Peter was born at 12:00 noon on 5 July 1717 in the Ribeira Palace in Lisbon, Portugal. He was baptized on 29 August and was given the name Peter Clemente Francisco José António. His parents were King John V of Portugal and his wife Maria Ana of Austria. Peter was a younger brother of Joseph I of Portugal. Their maternal grandparents were Leopold I, Holy Roman Emperor, and Eleonor Magdalene of Neuburg, sister of Queen Maria Sofia of Portugal.

== Reign ==
Peter married his niece Maria, Princess of Brazil, in 1760, at which time she was the heiress presumptive to the throne then held by his brother Joseph I. According to custom, Peter thus became King of Portugal in right of his wife, after the delivery of his first born child. They had six children, of whom the eldest surviving son succeeded Maria as John VI of Portugal on her death in 1816.

Peter made no attempt to participate in government affairs, spending his time hunting or in religious exercises.
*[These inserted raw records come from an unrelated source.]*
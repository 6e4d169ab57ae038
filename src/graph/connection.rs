use std::collections::{BTreeMap, BTreeSet, HashSet};
use tracing::{debug, warn};

use crate::graph::LineageGraph;
use crate::model::segment::SegmentId;
use crate::model::study::Study;

// ---------------------------------------------------------------------------
// ConnectionMap: parent -> children adjacency with a reverse index
// ---------------------------------------------------------------------------

/// Directed adjacency derived from the `lesion_segments` back-references of
/// every segment. Only ids with at least one child are keys of the forward
/// map; the reverse index holds only ids with at least one parent.
#[derive(Debug, Clone, Default, PartialEq, Eq)]
pub struct ConnectionMap {
    children: BTreeMap<SegmentId, BTreeSet<SegmentId>>,
    parents: BTreeMap<SegmentId, BTreeSet<SegmentId>>,
}

impl ConnectionMap {
    pub fn new() -> Self {
        Self::default()
    }

    /// Build directly from `(parent, child)` pairs, without checking that
    /// either id exists as a segment.
    pub fn from_edges<'a, I>(edges: I) -> Self
    where
        I: IntoIterator<Item = (&'a str, &'a str)>,
    {
        let mut map = Self::new();
        for (parent_id, child_id) in edges {
            map.add_connection(parent_id, child_id);
        }
        map
    }

    /// Record `parent_id -> child_id`. Re-adding an existing edge is a no-op.
    pub fn add_connection(&mut self, parent_id: &str, child_id: &str) {
        self.children
            .entry(parent_id.to_string())
            .or_default()
            .insert(child_id.to_string());
        self.parents
            .entry(child_id.to_string())
            .or_default()
            .insert(parent_id.to_string());
    }

    /// Children of `id`, if it has any.
    pub fn children(&self, id: &str) -> Option<&BTreeSet<SegmentId>> {
        self.children.get(id)
    }

    /// Parents of `id`, if it has any.
    pub fn parents(&self, id: &str) -> Option<&BTreeSet<SegmentId>> {
        self.parents.get(id)
    }

    /// Whether `id` has at least one child.
    pub fn contains(&self, id: &str) -> bool {
        self.children.contains_key(id)
    }

    /// Number of parent ids with children.
    pub fn len(&self) -> usize {
        self.children.len()
    }

    pub fn is_empty(&self) -> bool {
        self.children.is_empty()
    }

    pub fn edge_count(&self) -> usize {
        self.children.values().map(BTreeSet::len).sum()
    }

    /// Parent ids and their children, in id order.
    pub fn iter(&self) -> impl Iterator<Item = (&SegmentId, &BTreeSet<SegmentId>)> {
        self.children.iter()
    }

    /// Every `(parent, child)` edge, in id order.
    pub fn edges(&self) -> impl Iterator<Item = (&str, &str)> {
        self.children.iter().flat_map(|(parent, children)| {
            children
                .iter()
                .map(move |child| (parent.as_str(), child.as_str()))
        })
    }

    /// The forward map alone.
    pub fn as_map(&self) -> &BTreeMap<SegmentId, BTreeSet<SegmentId>> {
        &self.children
    }
}

impl From<ConnectionMap> for BTreeMap<SegmentId, BTreeSet<SegmentId>> {
    fn from(map: ConnectionMap) -> Self {
        map.children
    }
}

impl LineageGraph for ConnectionMap {
    fn children_of(&self, id: &str) -> Vec<&str> {
        self.children
            .get(id)
            .map(|set| set.iter().map(String::as_str).collect())
            .unwrap_or_default()
    }

    fn parents_of(&self, id: &str) -> Vec<&str> {
        self.parents
            .get(id)
            .map(|set| set.iter().map(String::as_str).collect())
            .unwrap_or_default()
    }

    fn has_parents(&self, id: &str) -> bool {
        self.parents.contains_key(id)
    }
}

// ---------------------------------------------------------------------------
// Builder
// ---------------------------------------------------------------------------

/// Build the parent -> children map for a set of studies.
///
/// Every segment declares its own parents; this inverts those declarations so
/// each parent knows its children. Study order is irrelevant. Segments with
/// no id contribute no edges, and a parent id that names no segment in
/// `studies` is dropped, so a dangling reference leaves its child parent-less.
pub fn build_connection_map(studies: &[Study]) -> ConnectionMap {
    let known: HashSet<&str> = studies
        .iter()
        .flat_map(|study| study.segments())
        .filter(|segment| segment.has_id())
        .map(|segment| segment.id.as_str())
        .collect();

    let mut map = ConnectionMap::new();
    let mut skipped = 0usize;
    let mut dangling = 0usize;

    for study in studies {
        for segment in study.segments() {
            if !segment.has_id() {
                skipped += 1;
                continue;
            }
            for parent_id in segment.parent_ids() {
                if known.contains(parent_id) {
                    map.add_connection(parent_id, &segment.id);
                } else {
                    dangling += 1;
                }
            }
        }
    }

    if skipped > 0 {
        warn!(skipped, "segments without an id were left out of the connection map");
    }
    if dangling > 0 {
        debug!(dangling, "ignored references to unknown parent segments");
    }
    debug!(
        studies = studies.len(),
        parents = map.len(),
        edges = map.edge_count(),
        "built connection map"
    );

    map
}
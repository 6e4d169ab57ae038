pub mod catalog;

pub use catalog::{Catalog, CatalogSummary, SegmentStats};
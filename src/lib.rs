pub mod config;
pub mod error;
pub mod format;
pub mod graph;
pub mod model;
pub mod store;

pub use config::{AppConfig, DisplayConfig, GroupsConfig, LoggingConfig};
pub use error::{LesionError, LesionResult};
pub use graph::{
    build_connection_map, lesion_trajectory, related_segments, ConnectionMap, LineageGraph,
    StudyGroup,
};
pub use model::*;
pub use store::Catalog;
//! Atomic file moves across the pool directories.
//!
//! Pool transitions must be single renames so other workers never observe a
//! partially written file. When source and destination sit on different
//! filesystems, rename fails with EXDEV; the fallback copies to a temp file
//! next to the destination and renames that, keeping the destination-side
//! transition atomic.

use std::path::Path;

use tokio::fs;

use crate::error::{MediaError, MediaResult};

/// Move `src` to `dst` with a single visible transition on the destination.
pub async fn atomic_move(src: impl AsRef<Path>, dst: impl AsRef<Path>) -> MediaResult<()> {
    let src = src.as_ref();
    let dst = dst.as_ref();

    if let Some(parent) = dst.parent() {
        if !parent.exists() {
            fs::create_dir_all(parent).await?;
        }
    }

    match fs::rename(src, dst).await {
        Ok(()) => Ok(()),
        Err(e) if is_cross_device_error(&e) => {
            tracing::debug!(
                "Cross-device rename, falling back to copy+rename: {} -> {}",
                src.display(),
                dst.display()
            );
            copy_then_rename(src, dst).await
        }
        Err(e) => Err(MediaError::from(e)),
    }
}

/// Delete a file, tolerating it already being gone.
pub async fn remove_if_exists(path: impl AsRef<Path>) -> MediaResult<bool> {
    match fs::remove_file(path.as_ref()).await {
        Ok(()) => Ok(true),
        Err(e) if e.kind() == std::io::ErrorKind::NotFound => Ok(false),
        Err(e) => Err(e.into()),
    }
}

/// EXDEV is error code 18 on Linux/macOS.
fn is_cross_device_error(e: &std::io::Error) -> bool {
    e.raw_os_error() == Some(18)
}

async fn copy_then_rename(src: &Path, dst: &Path) -> MediaResult<()> {
    // Stage next to dst so the final rename stays on one filesystem.
    let staged = dst.with_extension("tmp");

    fs::copy(src, &staged).await?;

    if let Err(e) = fs::rename(&staged, dst).await {
        let _ = std::fs::remove_file(&staged);
        return Err(e.into());
    }

    // Source removal is best effort; the sweep catches leftovers.
    if let Err(e) = fs::remove_file(src).await {
        tracing::warn!(
            "Failed to remove source after cross-device move {}: {}",
            src.display(),
            e
        );
    }

    Ok(())
}

#[cfg(test)]
mod tests {
    use super::*;
    use tempfile::TempDir;

    #[tokio::test]
    async fn test_atomic_move() {
        let dir = TempDir::new().unwrap();
        let src = dir.path().join("a.mp4");
        let dst = dir.path().join("approved").join("a.mp4");

        fs::write(&src, b"clip bytes").await.unwrap();
        atomic_move(&src, &dst).await.unwrap();

        assert!(!src.exists());
        assert_eq!(fs::read(&dst).await.unwrap(), b"clip bytes");
    }

    #[tokio::test]
    async fn test_atomic_move_overwrites() {
        let dir = TempDir::new().unwrap();
        let src = dir.path().join("new.mp4");
        let dst = dir.path().join("old.mp4");

        fs::write(&src, b"new").await.unwrap();
        fs::write(&dst, b"old").await.unwrap();

        atomic_move(&src, &dst).await.unwrap();
        assert_eq!(fs::read(&dst).await.unwrap(), b"new");
    }

    #[tokio::test]
    async fn test_remove_if_exists() {
        let dir = TempDir::new().unwrap();
        let path = dir.path().join("x.mp4");

        assert!(!remove_if_exists(&path).await.unwrap());
        fs::write(&path, b"x").await.unwrap();
        assert!(remove_if_exists(&path).await.unwrap());
        assert!(!path.exists());
    }

    #[test]
    fn test_is_cross_device_error() {
        assert!(is_cross_device_error(&std::io::Error::from_raw_os_error(18)));
        assert!(!is_cross_device_error(&std::io::Error::from_raw_os_error(2)));
    }
}
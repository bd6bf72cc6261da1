//! Pipeline stages and per-stage progress records.

use chrono::{DateTime, Utc};
use schemars::JsonSchema;
use serde::{Deserialize, Serialize};
use std::fmt;

/// A stage of the assembly pipeline.
///
/// Declaration order is pipeline order; `Ord` on this enum reflects the
/// execution sequence.
#[derive(
    Debug, Clone, Copy, PartialEq, Eq, PartialOrd, Ord, Hash, Serialize, Deserialize, JsonSchema,
)]
#[serde(rename_all = "snake_case")]
pub enum Stage {
    /// Probe the uploaded audio and detect speech segments
    AnalyzingAudio,
    /// Search the shorts provider for candidate clips
    FetchingCandidates,
    /// Download candidates and run them through content validation
    DownloadingCandidates,
    /// Pick a subset of validated clips covering the target duration
    SelectingCandidates,
    /// Concatenate the selected clips
    Assembling,
    /// Transcribe the audio track into subtitle segments
    GeneratingSubtitles,
    /// Combine assembly, audio track and subtitles
    FinalComposition,
    /// Trim the composition to the target duration
    Trimming,
}

impl Stage {
    /// All stages in execution order.
    pub const PIPELINE: [Stage; 8] = [
        Stage::AnalyzingAudio,
        Stage::FetchingCandidates,
        Stage::DownloadingCandidates,
        Stage::SelectingCandidates,
        Stage::Assembling,
        Stage::GeneratingSubtitles,
        Stage::FinalComposition,
        Stage::Trimming,
    ];

    /// The first stage of the pipeline.
    pub fn first() -> Stage {
        Stage::PIPELINE[0]
    }

    /// The stage following this one, if any.
    pub fn next(&self) -> Option<Stage> {
        Stage::PIPELINE.get(*self as usize + 1).copied()
    }

    pub fn as_str(&self) -> &'static str {
        match self {
            Stage::AnalyzingAudio => "analyzing_audio",
            Stage::FetchingCandidates => "fetching_candidates",
            Stage::DownloadingCandidates => "downloading_candidates",
            Stage::SelectingCandidates => "selecting_candidates",
            Stage::Assembling => "assembling",
            Stage::GeneratingSubtitles => "generating_subtitles",
            Stage::FinalComposition => "final_composition",
            Stage::Trimming => "trimming",
        }
    }

    /// Job progress (percent) once this stage has completed.
    ///
    /// Fixed table; clients rely on these values being stable across releases.
    pub fn progress_complete(&self) -> u8 {
        match self {
            Stage::AnalyzingAudio => 10,
            Stage::FetchingCandidates => 25,
            Stage::DownloadingCandidates => 45,
            Stage::SelectingCandidates => 55,
            Stage::Assembling => 70,
            Stage::GeneratingSubtitles => 80,
            Stage::FinalComposition => 90,
            Stage::Trimming => 100,
        }
    }

    /// Job progress (percent) when this stage begins.
    ///
    /// Equal to the completion percentage of the preceding stage, 0 for the
    /// first. Recovery resets a resumed job to this baseline.
    pub fn progress_baseline(&self) -> u8 {
        match (*self as usize).checked_sub(1) {
            Some(prev) => Stage::PIPELINE[prev].progress_complete(),
            None => 0,
        }
    }

    /// Compute the stage a job should resume at, given the set of
    /// checkpointed stages: the stage immediately following the last
    /// completed one in pipeline order, or the first stage if none are
    /// completed. `None` means every stage has already completed.
    pub fn resume_after(completed: &[Stage]) -> Option<Stage> {
        match completed.iter().max() {
            None => Some(Stage::first()),
            Some(last) => last.next(),
        }
    }
}

impl fmt::Display for Stage {
    fn fmt(&self, f: &mut fmt::Formatter<'_>) -> fmt::Result {
        write!(f, "{}", self.as_str())
    }
}

/// Status of a single stage.
#[derive(
    Debug, Clone, Copy, PartialEq, Eq, Hash, Serialize, Deserialize, JsonSchema, Default,
)]
#[serde(rename_all = "snake_case")]
pub enum StageStatus {
    /// Stage has not started
    #[default]
    Pending,
    /// Stage body is executing
    InProgress,
    /// Stage finished successfully
    Completed,
    /// Stage failed with a fatal error
    Failed,
    /// Stage is sleeping between retry attempts
    WaitingRetry,
}

impl StageStatus {
    pub fn as_str(&self) -> &'static str {
        match self {
            StageStatus::Pending => "pending",
            StageStatus::InProgress => "in_progress",
            StageStatus::Completed => "completed",
            StageStatus::Failed => "failed",
            StageStatus::WaitingRetry => "waiting_retry",
        }
    }
}

impl fmt::Display for StageStatus {
    fn fmt(&self, f: &mut fmt::Formatter<'_>) -> fmt::Result {
        write!(f, "{}", self.as_str())
    }
}

/// Typed metadata a stage can attach to its progress record.
///
/// One variant per stage, carrying only the fields that stage produces.
/// Updates replace the whole variant; there is no field-level merging.
#[derive(Debug, Clone, PartialEq, Serialize, Deserialize, JsonSchema)]
#[serde(tag = "kind", rename_all = "snake_case")]
pub enum StageMetadata {
    AudioAnalysis {
        audio_duration: f64,
        speech_segments: usize,
        vad_ok: bool,
    },
    CandidateFetch {
        found: usize,
    },
    Download {
        downloaded: usize,
        reused: usize,
        rejected: usize,
        failed: usize,
    },
    Selection {
        selected: usize,
        total_duration: f64,
        shortfall: bool,
    },
    Assembly {
        clip_count: usize,
        duration: f64,
    },
    /// Written between backoff attempts so pollers can observe liveness.
    Retry {
        attempt: u32,
        last_error: String,
        next_retry_at: DateTime<Utc>,
    },
    Subtitles {
        segments: usize,
        attempts: u32,
    },
    Composition {
        duration: f64,
    },
    Trim {
        final_duration: f64,
    },
}

/// Progress record for one stage of one job.
#[derive(Debug, Clone, PartialEq, Serialize, Deserialize, JsonSchema, Default)]
pub struct StageInfo {
    /// Stage status
    #[serde(default)]
    pub status: StageStatus,

    /// Progress within the stage (0-100)
    #[serde(default)]
    pub progress: u8,

    /// Wall-clock seconds the stage body took
    #[serde(skip_serializing_if = "Option::is_none")]
    pub duration_secs: Option<f64>,

    /// Error message (if failed)
    #[serde(skip_serializing_if = "Option::is_none")]
    pub error: Option<String>,

    /// Stage-specific metadata
    #[serde(skip_serializing_if = "Option::is_none")]
    pub metadata: Option<StageMetadata>,
}

impl StageInfo {
    /// Record for a stage that has just started executing.
    pub fn in_progress() -> Self {
        Self {
            status: StageStatus::InProgress,
            ..Default::default()
        }
    }

    /// Record for a completed stage.
    pub fn completed(duration_secs: f64, metadata: Option<StageMetadata>) -> Self {
        Self {
            status: StageStatus::Completed,
            progress: 100,
            duration_secs: Some(duration_secs),
            error: None,
            metadata,
        }
    }

    /// Record for a failed stage.
    pub fn failed(error: impl Into<String>) -> Self {
        Self {
            status: StageStatus::Failed,
            error: Some(error.into()),
            ..Default::default()
        }
    }

    /// Record for a stage waiting between retry attempts.
    pub fn waiting_retry(metadata: StageMetadata) -> Self {
        Self {
            status: StageStatus::WaitingRetry,
            metadata: Some(metadata),
            ..Default::default()
        }
    }
}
He also defended the high nobility of Portugal, and sponsored the petitions of those accused in Távora affair, whose rehabilitation was subject of new lawsuits, in which the heirs demanded the restitution of their confiscated properties.

Peter III was moderately friendly toward the Jesuits, who had been banished from Portugal and its overseas empire in 1759, largely at the behest of the Marquis of Pombal. Peter III had taken some of his early education from the Jesuits, explaining this. His affection had little effect; Pope Clement XIV ordered the Jesuits suppressed across Europe in 1773.

== Marriage and issue ==
The couple married on 6 June 1760. At the time of their marriage, Maria was 25 and Peter was 42. Despite the age gap, the couple had a happy marriage. Peter automatically became co-monarch (as Peter III of Portugal) when Maria ascended the throne, as a child had already been born from their marriage. The couple had six children.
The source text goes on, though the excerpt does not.